Forefront, shmorefront. On the ground, reform is exhausting as are challenges that cut right to the core of patients’ lives.
Dr. Kotz, the solo doctor at MidValley Family Practice in Basalt, says the mental health system in his area that is supposed to help his neediest patients isn’t working. He is dealing with one family that has experienced severe trauma, abuse and domestic violence. He believes that both the mother and children should be getting care from the mental health facility. But, Kotz said his patients are not getting adequate care, so they keep coming back to him.
“I don’t want to paint this just as a negative picture. I think they try to do their best, but they are overwhelmed,” Kotz said.

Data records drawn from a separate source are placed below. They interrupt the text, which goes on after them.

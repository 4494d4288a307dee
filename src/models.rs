use serde::{Deserialize, Serialize};

#[derive(Debug, Clone, PartialEq, Serialize, Deserialize)]
#[serde(deny_unknown_fields)]
pub(crate) struct Item {
    pub(crate) id: i32,
    pub(crate) name: String,
    pub(crate) description: String,
    pub(crate) price: f64,
}

impl Item {
    pub(crate) fn new(id: i32, name: &str, description: &str, price: f64) -> Self {
        Self { id, name: name.to_string(), description: description.to_string(), price }
    }

    /// Returns the same record keyed under `id`.
    pub(crate) fn with_id(self, id: i32) -> Self {
        Self { id, ..self }
    }
}
use tokio::signal;

pub(crate) async fn shutdown_signal() {
    let ctrl_c = async {
        if let Err(err) = signal::ctrl_c().await {
            tracing::error!(error = %err, "Failed to install Ctrl+C handler");
            std::future::pending::<()>().await;
        }
    };

    #[cfg(unix)]
    let terminate = async {
        match signal::unix::signal(signal::unix::SignalKind::terminate()) {
            Ok(mut stream) => {
                stream.recv().await;
            }
            Err(err) => {
                tracing::error!(error = %err, "Failed to install SIGTERM handler");
                std::future::pending::<()>().await;
            }
        }
    };

    #[cfg(not(unix))]
    let terminate = std::future::pending::<()>();

    let signal = tokio::select! {
        _ = ctrl_c => "SIGINT",
        _ = terminate => "SIGTERM",
    };

    tracing::info!(signal, "shutdown signal received, draining in-flight requests");
}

To provide behavioral health to his patients, Kotz has partnered with the Aspen Hope Center, which is funded by the Aspen Valley Medical Center. He now has a therapist employed by the Hope Center who works in his office part ime. Together they see the patients who have the toughest behavioral health challenges.
“They are high-need both from the medical and mental health standpoint,” Kotz said.

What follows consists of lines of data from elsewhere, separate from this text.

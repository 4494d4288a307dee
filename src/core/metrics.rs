use std::sync::OnceLock;

use metrics_exporter_prometheus::{PrometheusBuilder, PrometheusHandle};

use crate::core::config::Settings;

static PROM_HANDLE: OnceLock<PrometheusHandle> = OnceLock::new();

/// Installs the global Prometheus recorder. Calling it again once a recorder
/// is installed is a no-op.
pub(crate) fn init(settings: &Settings) -> anyhow::Result<()> {
    if !settings.telemetry().prometheus_enabled || PROM_HANDLE.get().is_some() {
        return Ok(());
    }

    let handle = PrometheusBuilder::new().install_recorder()?;
    let _ = PROM_HANDLE.set(handle);
    Ok(())
}

pub(crate) fn render() -> Option<String> {
    PROM_HANDLE.get().map(|handle| handle.render())
}

pub(crate) fn record_item_count(count: usize) {
    metrics::gauge!("items_stored").set(count as f64);
}
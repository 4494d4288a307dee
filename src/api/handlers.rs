use axum::{extract::State, http::StatusCode, response::IntoResponse, Json};

use crate::core::metrics;
use crate::core::state::AppState;
use crate::schemas::HealthResponse;

pub(crate) const WELCOME_MESSAGE: &str =
    "Welcome to the Items API! Use /items endpoints to manage items.";

pub(crate) async fn root() -> &'static str {
    WELCOME_MESSAGE
}

pub(crate) async fn healthz(State(state): State<AppState>) -> Json<HealthResponse> {
    Json(HealthResponse {
        service: state.settings().api().project_name.clone(),
        status: "healthy".to_string(),
        version: state.settings().api().version.clone(),
        item_count: state.items().len(),
    })
}

pub(crate) async fn metrics(State(state): State<AppState>) -> impl IntoResponse {
    if !state.settings().telemetry().prometheus_enabled {
        return StatusCode::NOT_FOUND.into_response();
    }

    match metrics::render() {
        Some(body) => ([(axum::http::header::CONTENT_TYPE, "text/plain; version=0.0.4")], body)
            .into_response(),
        None => StatusCode::SERVICE_UNAVAILABLE.into_response(),
    }
}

Some are bipolar or suicidal. One patient has been hospitalized 15 times. Another is just 21, suffers from schizophrenia and has been hospitalized for the third time in three months.
Kotz said some mental health providers have expectations that patients can’t achieve.
“If you don’t show up, you’re fired.”
Then they wind up back at his practice.
To fill the gap, Amy Gensch, the Hope Center therapist in Kotz’ office, has simply taken on the family that suffered trauma and abuse so they won’t fall through the cracks.
“It’s the worst trauma I’ve ever seen,” Gensch said. “They had two therapists within two months. It didn’t work for them.”
Gensch and Kotz work together seamlessly, flagging each other down casually when they need to consult.
“It works really well,” said Gensch.
Their primary desire would be to expand their capacity.
“The statistics showing the number of mental health patients that come to primary care seeking help proves to me that it’s an absolute need to have primary care and behavioral health integrated,” said Kotz.
So, the goal is worthy. The path to get there remains difficult to find.
“Nobody has this figured out yet,” said Green, director of ACT. “We are comfortable enough to show all the warts now. We’ve got miles to go before we sleep.”